Réactions africaines
Les gouvernements africains ont unanimement salué cette mesure. Le président ghanéen Nana Akufo-Addo a parlé d’« une opportunité historique pour l’Afrique de transformer ses économies et de créer des emplois ». Au Nigeria, la Chambre de commerce estime que les exportations agricoles pourraient doubler d’ici 2027. Au Kenya, les producteurs de thé et de fleurs anticipent une croissance de 20 à 30 % de leurs ventes vers la Chine.
Dans les ports d’Abidjan, de Lagos et de Mombasa, l’effervescence est palpable. De nombreuses coopératives agricoles se préparent à augmenter leur production, tandis que des entreprises de transformation investissent dans de nouvelles chaînes de montage pour répondre aux normes chinoises.
Enjeux et défis
Malgré l’enthousiasme, plusieurs défis persistent :
- Capacité de production : la plupart des pays africains exportent encore des matières premières brutes. Pour profiter pleinement de l’accès au marché chinois, ils doivent investir dans la transformation locale (chocolat, textile, jus de fruits, etc.).
- Normes sanitaires et qualité : la Chine impose des standards stricts, notamment pour les produits alimentaires. Beaucoup de producteurs africains doivent moderniser leurs installations et obtenir des certifications internationales.
- Logistique et infrastructures : l’acheminement des produits vers la Chine reste coûteux et complexe, en raison du manque d’infrastructures portuaires et de transport sur le continent.

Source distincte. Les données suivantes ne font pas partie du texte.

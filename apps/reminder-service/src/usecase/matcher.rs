//! # リマインダーマッチャー
//!
//! トリガーに対して満たされたリマインダーを求め、メッセージ生成に必要な受信者と
//! 参照エンティティを解決する。
//!
//! ## 処理の流れ
//!
//! 1. データストアで候補を絞り込む
//! 2. 候補ごとに照合述語 [`MatchTrigger::matches`] を再適用する
//! 3. 受信者（ユーザー優先、顧客にフォールバック）を解決する
//! 4. 入札案件とカテゴリ / サブカテゴリ / 地域を解決する
//!
//! 宛先を解決できないリマインダーと、入札案件が解決できないスイープ対象は
//! 警告を出してスキップする。カタログの参照切れは許容し、未指定として扱う。
//! データストアのエラーはその時点でトリガー 1 回分の実行全体を中止する。

use std::sync::Arc;

use chrono::{DateTime, Utc};
use tenderwatch_domain::{
    DomainError,
    catalog::{Category, Region, Subcategory},
    matching::MatchTrigger,
    recipient::Recipient,
    reminder::Reminder,
    sweep::SweepWindow,
    tender::Tender,
};
use tenderwatch_infra::{
    InfraError,
    repository::{CatalogRepository, RecipientRepository, ReminderRepository, TenderRepository},
};
use tenderwatch_shared::{
    event_log::{error as log_error, event},
    log_business_event,
};

/// メッセージ生成に使う解決済みエンティティ
#[derive(Debug, Clone, PartialEq, Eq)]
pub struct ResolvedEntities {
    pub tender:      Tender,
    pub category:    Option<Category>,
    pub subcategory: Option<Subcategory>,
    pub region:      Option<Region>,
}

/// トリガーに一致し、宛先まで解決できたリマインダー
#[derive(Debug, Clone, PartialEq, Eq)]
pub struct MatchedReminder {
    pub reminder:  Reminder,
    pub recipient: Recipient,
    pub entities:  ResolvedEntities,
}

/// リマインダーマッチャー
pub struct ReminderMatcher {
    reminders:  Arc<dyn ReminderRepository>,
    tenders:    Arc<dyn TenderRepository>,
    catalog:    Arc<dyn CatalogRepository>,
    recipients: Arc<dyn RecipientRepository>,
}

impl ReminderMatcher {
    pub fn new(
        reminders: Arc<dyn ReminderRepository>,
        tenders: Arc<dyn TenderRepository>,
        catalog: Arc<dyn CatalogRepository>,
        recipients: Arc<dyn RecipientRepository>,
    ) -> Self {
        Self {
            reminders,
            tenders,
            catalog,
            recipients,
        }
    }

    /// 新規作成された入札案件に一致するリマインダーを求める
    #[tracing::instrument(skip_all, fields(tender_id = %tender.id))]
    pub async fn match_tender_created(
        &self,
        tender: &Tender,
        now: DateTime<Utc>,
    ) -> Result<Vec<MatchedReminder>, InfraError> {
        let trigger = MatchTrigger::TenderCreated { tender, now };
        let candidates = self.reminders.find_creation_candidates(tender, now).await?;

        let mut matched = Vec::new();
        for reminder in candidates.into_iter().filter(|r| trigger.matches(r)) {
            let Some(recipient) = self.resolve_recipient(&reminder).await? else {
                continue;
            };
            let entities = self.resolve_entities(&reminder, tender.clone()).await?;
            matched.push(MatchedReminder {
                reminder,
                recipient,
                entities,
            });
        }

        log_matched(&trigger, matched.len());
        Ok(matched)
    }

    /// 期日スイープの対象期間に一致するリマインダーを求める
    #[tracing::instrument(skip_all, fields(window.start = %window.start(), window.end = %window.end()))]
    pub async fn match_sweep(
        &self,
        window: &SweepWindow,
    ) -> Result<Vec<MatchedReminder>, InfraError> {
        let trigger = MatchTrigger::DueDateSweep(window);
        let candidates = self.reminders.find_sweep_candidates(window).await?;

        let mut matched = Vec::new();
        for reminder in candidates.into_iter().filter(|r| trigger.matches(r)) {
            let Some(tender) = self.resolve_tender(&reminder).await? else {
                continue;
            };
            let Some(recipient) = self.resolve_recipient(&reminder).await? else {
                continue;
            };
            let entities = self.resolve_entities(&reminder, tender).await?;
            matched.push(MatchedReminder {
                reminder,
                recipient,
                entities,
            });
        }

        log_matched(&trigger, matched.len());
        Ok(matched)
    }

    /// 所有者を優先順に試し、宛先を持つ最初の受信者を返す
    async fn resolve_recipient(&self, reminder: &Reminder) -> Result<Option<Recipient>, InfraError> {
        for owner in reminder.owners() {
            let recipient = self.recipients.find_by_owner(owner).await?;
            if let Some(recipient) = recipient.filter(|r| r.address().is_some()) {
                tracing::debug!(
                    reminder_id = %reminder.id,
                    recipient_kind = %recipient.kind,
                    "宛先を解決"
                );
                return Ok(Some(recipient));
            }
        }

        tracing::warn!(
            error.category = log_error::category::DATA,
            error.kind = log_error::kind::LOOKUP_MISS,
            reminder_id = %reminder.id,
            "宛先を解決できないためリマインダーをスキップ"
        );
        Ok(None)
    }

    async fn resolve_tender(&self, reminder: &Reminder) -> Result<Option<Tender>, InfraError> {
        let tender = match reminder.tender_id {
            Some(tender_id) => self.tenders.find_by_id(tender_id).await?,
            None => None,
        };

        if tender.is_none() {
            let reason = DomainError::NotFound {
                entity_type: "Tender",
                id:          reminder
                    .tender_id
                    .map_or_else(|| "-".to_string(), |id| id.to_string()),
            };
            tracing::warn!(
                error.category = log_error::category::DATA,
                error.kind = log_error::kind::LOOKUP_MISS,
                reminder_id = %reminder.id,
                error = %reason,
                "入札案件を解決できないためリマインダーをスキップ"
            );
        }
        Ok(tender)
    }

    /// 案件の属性を優先し、未指定ならリマインダーのフィルタでカタログを引く
    async fn resolve_entities(
        &self,
        reminder: &Reminder,
        tender: Tender,
    ) -> Result<ResolvedEntities, InfraError> {
        let category = match tender.category_id.or(reminder.category_id) {
            Some(id) => self.catalog.find_category(id).await?,
            None => None,
        };
        let subcategory = match tender.subcategory_id.or(reminder.subcategory_id) {
            Some(id) => self.catalog.find_subcategory(id).await?,
            None => None,
        };
        let region = match tender.region_id.or(reminder.region_id) {
            Some(id) => self.catalog.find_region(id).await?,
            None => None,
        };

        Ok(ResolvedEntities {
            tender,
            category,
            subcategory,
            region,
        })
    }
}

fn log_matched(trigger: &MatchTrigger<'_>, count: usize) {
    let trigger_str: &'static str = trigger.kind().into();
    match trigger {
        MatchTrigger::TenderCreated { tender, .. } => log_business_event!(
            event.category = event::category::REMINDER,
            event.action = event::action::REMINDERS_MATCHED,
            event.entity_type = event::entity_type::TENDER,
            event.entity_id = %tender.id,
            event.result = event::result::SUCCESS,
            notification.trigger = trigger_str,
            matched = count,
            "リマインダー照合完了"
        ),
        MatchTrigger::DueDateSweep(_) => log_business_event!(
            event.category = event::category::REMINDER,
            event.action = event::action::REMINDERS_MATCHED,
            event.result = event::result::SUCCESS,
            notification.trigger = trigger_str,
            matched = count,
            "リマインダー照合完了"
        ),
    }
}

- Risque de dépendance : certains économistes africains mettent en garde contre une dépendance accrue vis-à-vis du marché chinois, au détriment de la diversification des partenaires commerciaux.
Témoignages

Koffi Kouamé, directeur de la coopérative Cacao Plus à Abidjan :
« C’est une opportunité inespérée pour nos producteurs. Nous voulons exporter du chocolat fini, pas seulement des fèves. Mais il faut que l’État investisse dans la formation et l’équipement. »
Amina Abdullahi, exportatrice de thé au Kenya :
« La demande chinoise est énorme, mais il faut respecter leurs normes. Nous avons lancé un programme de certification biologique pour accéder à ce marché. »
Analyse et perspectives
La suppression des droits de douane par la Chine pourrait transformer les économies africaines, à condition que les États investissent dans la transformation, la logistique et la qualité. La concurrence sera rude : le Vietnam, l’Indonésie et d’autres pays asiatiques bénéficient déjà d’accords similaires avec Pékin.
À long terme, cette mesure pourrait accélérer l’intégration de l’Afrique dans les chaînes de valeur mondiales, renforcer l’industrialisation du continent, et créer des millions d’emplois. Mais elle pourrait aussi accroître la rivalité entre la Chine et les puissances occidentales sur le continent, notamment dans le contexte de la transition énergétique et de la ruée vers les minerais stratégiques.
Les ONG de développement appellent à une vigilance accrue pour éviter que cette ouverture ne profite qu’aux grandes entreprises, au détriment des petits producteurs. Elles recommandent également d’investir dans l’éducation et la formation pour permettre aux jeunes Africains de saisir les nouvelles opportunités.